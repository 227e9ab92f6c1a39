use crate::error::{Error, ErrorContext};
use crate::normalize::RawFault;
use crate::{BoxStream, FaultResult, Result};
use bytes::Bytes;
use futures::{StreamExt, TryStreamExt};
use reqwest::header::{HeaderMap, HeaderValue, ACCEPT, CONTENT_TYPE};
use reqwest::Proxy;
use serde_json::Value;
use std::env;
use std::time::{Duration, Instant};
use tokio_util::sync::CancellationToken;
use tracing::{debug, info, warn};
use url::Url;

/// One streaming POST.
#[derive(Debug, Clone)]
pub struct StreamRequest {
    pub url: Url,
    pub headers: HeaderMap,
    pub body: Value,
}

impl StreamRequest {
    pub fn new(url: Url, body: Value) -> Self {
        Self {
            url,
            headers: HeaderMap::new(),
            body,
        }
    }

    /// Add a header. Values that are not valid header text are skipped.
    pub fn header(mut self, name: &'static str, value: &str) -> Self {
        match HeaderValue::from_str(value) {
            Ok(v) => {
                self.headers.insert(name, v);
            }
            Err(_) => warn!(header = name, "skipping header with invalid value"),
        }
        self
    }
}

/// Shared reqwest client bound to one vendor base URL.
#[derive(Debug, Clone)]
pub struct HttpTransport {
    client: reqwest::Client,
    base_url: Url,
}

impl HttpTransport {
    pub fn new(base_url: &str) -> Result<Self> {
        Ok(Self::with_client(Self::build_client()?, parse_base_url(base_url)?))
    }

    pub fn with_client(client: reqwest::Client, base_url: Url) -> Self {
        Self { client, base_url }
    }

    /// Build a client from env-overridable defaults.
    ///
    /// No total request timeout: a session runs until the vendor stream ends,
    /// fails, or is cancelled.
    pub fn build_client() -> Result<reqwest::Client> {
        let connect_secs = env_parse::<u64>("AI_HTTP_CONNECT_TIMEOUT_SECS").unwrap_or(10);

        let mut builder = reqwest::Client::builder()
            .connect_timeout(Duration::from_secs(connect_secs))
            .pool_max_idle_per_host(env_parse("AI_HTTP_POOL_MAX_IDLE_PER_HOST").unwrap_or(32))
            .pool_idle_timeout(Some(Duration::from_secs(
                env_parse("AI_HTTP_POOL_IDLE_TIMEOUT_SECS").unwrap_or(90),
            )))
            .http2_adaptive_window(true)
            .http2_keep_alive_interval(Some(Duration::from_secs(30)))
            .http2_keep_alive_timeout(Duration::from_secs(10));

        if let Ok(proxy_url) = env::var("AI_PROXY_URL") {
            match Proxy::all(&proxy_url) {
                Ok(proxy) => builder = builder.proxy(proxy),
                Err(e) => warn!(error = %e, "ignoring invalid AI_PROXY_URL"),
            }
        }

        builder
            .build()
            .map_err(|e| Error::Transport(TransportError::from(e)))
    }

    pub fn base_url(&self) -> &Url {
        &self.base_url
    }

    /// Resolve `path` (may carry a query) against the base URL.
    pub fn endpoint(&self, path: &str) -> Result<Url> {
        self.base_url
            .join(path.trim_start_matches('/'))
            .map_err(|e| {
                Error::configuration_with_context(
                    format!("cannot build endpoint URL from '{}': {}", path, e),
                    ErrorContext::new()
                        .with_field_path("env.base_url")
                        .with_details(self.base_url.to_string()),
                )
            })
    }

    /// POST `request` and hand back the response body as a byte stream.
    ///
    /// A non-success status is read to the end and returned as
    /// [`RawFault::Http`]. So is a success whose content type is not
    /// `text/event-stream`; a JSON body there becomes [`RawFault::Json`].
    /// Cancelling `cancel` aborts the send and ends the
    /// body stream.
    pub async fn open_stream(
        &self,
        request: StreamRequest,
        cancel: CancellationToken,
    ) -> FaultResult<BoxStream<'static, Bytes>> {
        let started = Instant::now();
        let send = self
            .client
            .post(request.url.clone())
            .headers(request.headers)
            .header(ACCEPT, "text/event-stream")
            .json(&request.body)
            .send();

        let resp = tokio::select! {
            biased;
            _ = cancel.cancelled() => return Err(RawFault::Cancelled),
            r = send => r?,
        };

        let status = resp.status();
        if !status.is_success() {
            let body = tokio::select! {
                biased;
                _ = cancel.cancelled() => return Err(RawFault::Cancelled),
                b = resp.text() => b.unwrap_or_default(),
            };
            info!(
                http_status = status.as_u16(),
                duration_ms = started.elapsed().as_millis() as u64,
                url = %request.url,
                "vendor request rejected"
            );
            return Err(RawFault::Http {
                status: status.as_u16(),
                body,
            });
        }

        let content_type = resp
            .headers()
            .get(CONTENT_TYPE)
            .and_then(|v| v.to_str().ok())
            .map(str::to_ascii_lowercase);
        if let Some(content_type) = content_type.filter(|ct| !ct.contains("text/event-stream")) {
            let body = tokio::select! {
                biased;
                _ = cancel.cancelled() => return Err(RawFault::Cancelled),
                b = resp.text() => b.unwrap_or_default(),
            };
            info!(
                http_status = status.as_u16(),
                content_type = %content_type,
                duration_ms = started.elapsed().as_millis() as u64,
                url = %request.url,
                "vendor answered without an event stream"
            );
            return Err(non_stream_fault(status.as_u16(), body));
        }

        debug!(
            http_status = status.as_u16(),
            duration_ms = started.elapsed().as_millis() as u64,
            "vendor stream opened"
        );

        let byte_stream = resp
            .bytes_stream()
            .map_err(RawFault::from)
            .take_until(cancel.cancelled_owned());
        Ok(Box::pin(byte_stream))
    }
}

/// A 2xx body that is not an event stream. Gateways put error objects there.
fn non_stream_fault(status: u16, body: String) -> RawFault {
    match serde_json::from_str::<Value>(body.trim()) {
        Ok(v @ Value::Object(_)) => RawFault::Json(v),
        _ => RawFault::Http { status, body },
    }
}

/// Validate a base URL and give it a trailing slash so relative joins append.
pub fn parse_base_url(raw: &str) -> Result<Url> {
    let invalid = |details: String| {
        Error::configuration_with_context(
            format!("invalid base URL '{}'", raw),
            ErrorContext::new()
                .with_field_path("env.base_url")
                .with_details(details),
        )
    };
    let mut url = Url::parse(raw.trim()).map_err(|e| invalid(e.to_string()))?;
    if !matches!(url.scheme(), "http" | "https") {
        return Err(invalid(format!("unsupported scheme '{}'", url.scheme())));
    }
    if !url.path().ends_with('/') {
        let path = format!("{}/", url.path());
        url.set_path(&path);
    }
    Ok(url)
}

fn env_parse<T: std::str::FromStr>(key: &str) -> Option<T> {
    env::var(key).ok().and_then(|s| s.trim().parse::<T>().ok())
}

#[derive(Debug, thiserror::Error)]
pub enum TransportError {
    #[error("HTTP error: {0}")]
    Http(#[from] reqwest::Error),
}

#[cfg(test)]
mod tests {
    use super::*;

    #[test]
    fn base_url_gets_trailing_slash() {
        let url = parse_base_url("https://api.openai.com/v1").unwrap();
        assert_eq!(url.as_str(), "https://api.openai.com/v1/");
        let t = HttpTransport::with_client(reqwest::Client::new(), url);
        assert_eq!(
            t.endpoint("/responses").unwrap().as_str(),
            "https://api.openai.com/v1/responses"
        );
    }

    #[test]
    fn endpoint_keeps_query_and_colon_path() {
        let t = HttpTransport::with_client(
            reqwest::Client::new(),
            parse_base_url("https://generativelanguage.googleapis.com/v1beta").unwrap(),
        );
        let url = t
            .endpoint("models/gemini-1.5-flash:streamGenerateContent?alt=sse")
            .unwrap();
        assert_eq!(
            url.as_str(),
            "https://generativelanguage.googleapis.com/v1beta/models/gemini-1.5-flash:streamGenerateContent?alt=sse"
        );
    }

    #[test]
    fn non_stream_body_keeps_vendor_error() {
        let fault = non_stream_fault(
            200,
            r#" {"error":{"code":"model_not_found","message":"no such model"}} "#.into(),
        );
        assert!(matches!(fault, RawFault::Json(_)));

        let page = non_stream_fault(200, "<html>gateway login</html>".into());
        assert!(matches!(page, RawFault::Http { status: 200, ref body } if body.contains("login")));
    }

    #[test]
    fn rejects_non_http_base_url() {
        let err = parse_base_url("ftp://example.com").unwrap_err();
        assert!(err.is_configuration());
        let err = parse_base_url("not a url").unwrap_err();
        assert!(err.message().contains("invalid base URL"));
    }

    #[tokio::test]
    async fn cancelled_before_send_returns_cancelled() {
        let t = HttpTransport::with_client(
            reqwest::Client::new(),
            parse_base_url("http://127.0.0.1:9").unwrap(),
        );
        let cancel = CancellationToken::new();
        cancel.cancel();
        let req = StreamRequest::new(t.endpoint("x").unwrap(), serde_json::json!({}));
        let out = t.open_stream(req, cancel).await;
        assert!(matches!(out, Err(RawFault::Cancelled)));
    }
}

■ Problem details
When you reach the line that contains "use std::env;", stop; that line and every line before it, from the very first line of the data, should be restated word for word.

■ Response to this exercise
repository 227e9ab92f6c1a39
use crate::error::{Error, ErrorContext};
use crate::normalize::RawFault;
use crate::{BoxStream, FaultResult, Result};
use bytes::Bytes;
use futures::{StreamExt, TryStreamExt};
use reqwest::header::{HeaderMap, HeaderValue, ACCEPT, CONTENT_TYPE};
use reqwest::Proxy;
use serde_json::Value;
use std::env;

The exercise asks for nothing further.